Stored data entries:
****************

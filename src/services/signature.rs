// src/services/signature.rs

//! Request signer for the authenticated listing endpoints.
//!
//! Signature = hex(SHA-256(base64(HMAC-SHA256(secret, prefix + k1=v1&k2=v2...)))).
//! Keys are sorted. Whether empty values take part is an [`EmptyParams`]
//! policy because upstream has flipped it between endpoint generations.

use std::collections::BTreeMap;
use std::fmt;

use base64::Engine;
use base64::engine::general_purpose::STANDARD as BASE64;
use hmac::{Hmac, Mac};
use sha2::{Digest, Sha256};

use crate::error::{AppError, Result};
use crate::models::{EmptyParams, SignatureConfig};

type HmacSha256 = Hmac<Sha256>;

/// Signs parameter maps with a shared secret.
#[derive(Clone)]
pub struct Signer {
    mac: HmacSha256,
    prefix: String,
    empty_params: EmptyParams,
}

impl Signer {
    pub fn new(
        secret: impl AsRef<[u8]>,
        prefix: impl Into<String>,
        empty_params: EmptyParams,
    ) -> Result<Self> {
        let mac = HmacSha256::new_from_slice(secret.as_ref())
            .map_err(|e| AppError::config(format!("invalid signing key: {e}")))?;
        Ok(Self {
            mac,
            prefix: prefix.into(),
            empty_params,
        })
    }

    /// Build a signer from configuration; `None` when no secret is set.
    pub fn from_config(config: &SignatureConfig) -> Result<Option<Self>> {
        config
            .secret
            .as_deref()
            .map(|secret| Self::new(secret, config.prefix.clone(), config.empty_params))
            .transpose()
    }

    /// The exact byte string that gets signed.
    pub fn canonical_string(&self, params: &BTreeMap<String, String>) -> String {
        let joined = params
            .iter()
            .filter(|(_, v)| self.empty_params == EmptyParams::Include || !v.is_empty())
            .map(|(k, v)| format!("{k}={v}"))
            .collect::<Vec<_>>()
            .join("&");
        format!("{}{}", self.prefix, joined)
    }

    pub fn sign(&self, params: &BTreeMap<String, String>) -> String {
        let mut mac = self.mac.clone();
        mac.update(self.canonical_string(params).as_bytes());
        let encoded = BASE64.encode(mac.finalize().into_bytes());
        hex::encode(Sha256::digest(encoded.as_bytes()))
    }
}

impl fmt::Debug for Signer {
    fn fmt(&self, f: &mut fmt::Formatter<'_>) -> fmt::Result {
        f.debug_struct("Signer")
            .field("prefix", &self.prefix)
            .field("empty_params", &self.empty_params)
            .finish_non_exhaustive()
    }
}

****************

**Activity:**
Sift the data above for lines with "impl", then copy each one.

**Exercise result:**
impl Signer {
        secret: impl AsRef<[u8]>,
        prefix: impl Into<String>,
impl fmt::Debug for Signer {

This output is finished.